That's the lowest vote of confidence in a running mate since the elder George Bush chose then-Indiana senator Dan Quayle to join his ticket in 1988. . . .
Among Democratic women — including those who may be disappointed that New York Sen. Hillary Rodham Clinton did not win the Democratic nomination — 9% say Palin makes them more likely to support McCain, 15% less likely.
http://www.editorandpublisher.com/eandp/news/article_display.jsp?vnu_content_id=1003844485
From Rasmussen: Some 38% of men said they were more likely to vote for McCain now, but only 32% of women.
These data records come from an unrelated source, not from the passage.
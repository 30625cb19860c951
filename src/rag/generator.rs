//! Text generation backends.

use super::{ChatMessage, Role};
use crate::error::{CuebaseError, Result};
use crate::openai::create_client_with_timeout;
use async_openai::config::OpenAIConfig;
use async_openai::types::{
    ChatCompletionRequestAssistantMessageArgs, ChatCompletionRequestMessage,
    ChatCompletionRequestSystemMessageArgs, ChatCompletionRequestUserMessageArgs,
    CreateChatCompletionRequestArgs, ResponseFormat,
};
use async_openai::Client;
use async_trait::async_trait;
use std::time::Duration;
use tracing::{debug, instrument};

/// One chat completion request.
#[derive(Debug, Clone, PartialEq)]
pub struct GenerationRequest {
    pub model: String,
    /// System instruction, sent before `messages`.
    pub system: String,
    pub messages: Vec<ChatMessage>,
    pub temperature: f32,
    pub max_tokens: u32,
    /// Ask the model for a single JSON object.
    pub json: bool,
}

/// Trait for text generation.
#[async_trait]
pub trait Generator: Send + Sync {
    /// Run one completion and return the generated text.
    async fn generate(&self, request: &GenerationRequest) -> Result<String>;

    /// Short provider name for logs and diagnostics.
    fn name(&self) -> &'static str;
}

/// Chat completions through the OpenAI API.
pub struct OpenAIGenerator {
    client: Client<OpenAIConfig>,
}

impl OpenAIGenerator {
    pub fn new(timeout_secs: u64) -> Result<Self> {
        Ok(Self {
            client: create_client_with_timeout(Duration::from_secs(timeout_secs))?,
        })
    }

    fn to_openai_messages(request: &GenerationRequest) -> Result<Vec<ChatCompletionRequestMessage>> {
        let mut messages: Vec<ChatCompletionRequestMessage> = Vec::with_capacity(request.messages.len() + 1);

        messages.push(
            ChatCompletionRequestSystemMessageArgs::default()
                .content(request.system.clone())
                .build()
                .map_err(|e| CuebaseError::Provider(e.to_string()))?
                .into(),
        );

        for message in &request.messages {
            let converted: ChatCompletionRequestMessage = match message.role {
                Role::User => ChatCompletionRequestUserMessageArgs::default()
                    .content(message.content.clone())
                    .build()
                    .map_err(|e| CuebaseError::Provider(e.to_string()))?
                    .into(),
                Role::Assistant => ChatCompletionRequestAssistantMessageArgs::default()
                    .content(message.content.clone())
                    .build()
                    .map_err(|e| CuebaseError::Provider(e.to_string()))?
                    .into(),
            };
            messages.push(converted);
        }

        Ok(messages)
    }
}

#[async_trait]
impl Generator for OpenAIGenerator {
    #[instrument(skip(self, request), fields(model = %request.model, messages = request.messages.len()))]
    async fn generate(&self, request: &GenerationRequest) -> Result<String> {
        let mut args = CreateChatCompletionRequestArgs::default();
        args.model(&request.model)
            .messages(Self::to_openai_messages(request)?)
            .temperature(request.temperature)
            .max_completion_tokens(request.max_tokens);
        if request.json {
            args.response_format(ResponseFormat::JsonObject);
        }
        let completion = args
            .build()
            .map_err(|e| CuebaseError::Provider(e.to_string()))?;

        let response = self.client.chat().create(completion).await.map_err(|e| {
            CuebaseError::Provider(format!("Failed to generate response: {}", e))
        })?;

        let text = response
            .choices
            .first()
            .and_then(|c| c.message.content.as_ref())
            .ok_or_else(|| CuebaseError::Provider("Empty response from LLM".to_string()))?
            .clone();

        debug!("Generated {} characters", text.len());
        Ok(text)
    }

    fn name(&self) -> &'static str {
        "openai"
    }
}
By a narrow 41% to 35% margin, men said she was not ready to be president -- but women soundly rejected her, 48% to 25%.
Only 9% of Obama supporters said they might be more likely to vote for McCain. . . .
And by a 29/44 margin, men and women together, they do not believe that she is ready to be President.
http://politicalwire.com/archives/2008/08/30/worst_pick_ever.html
[Del Ali, the president of Research 2000] Sarah Palin will wow cultural conservatives in areas where they may not have come out to vote before the selection. This is right out of Karl Rove's strategy of getting more of your own to show up and vote. . . .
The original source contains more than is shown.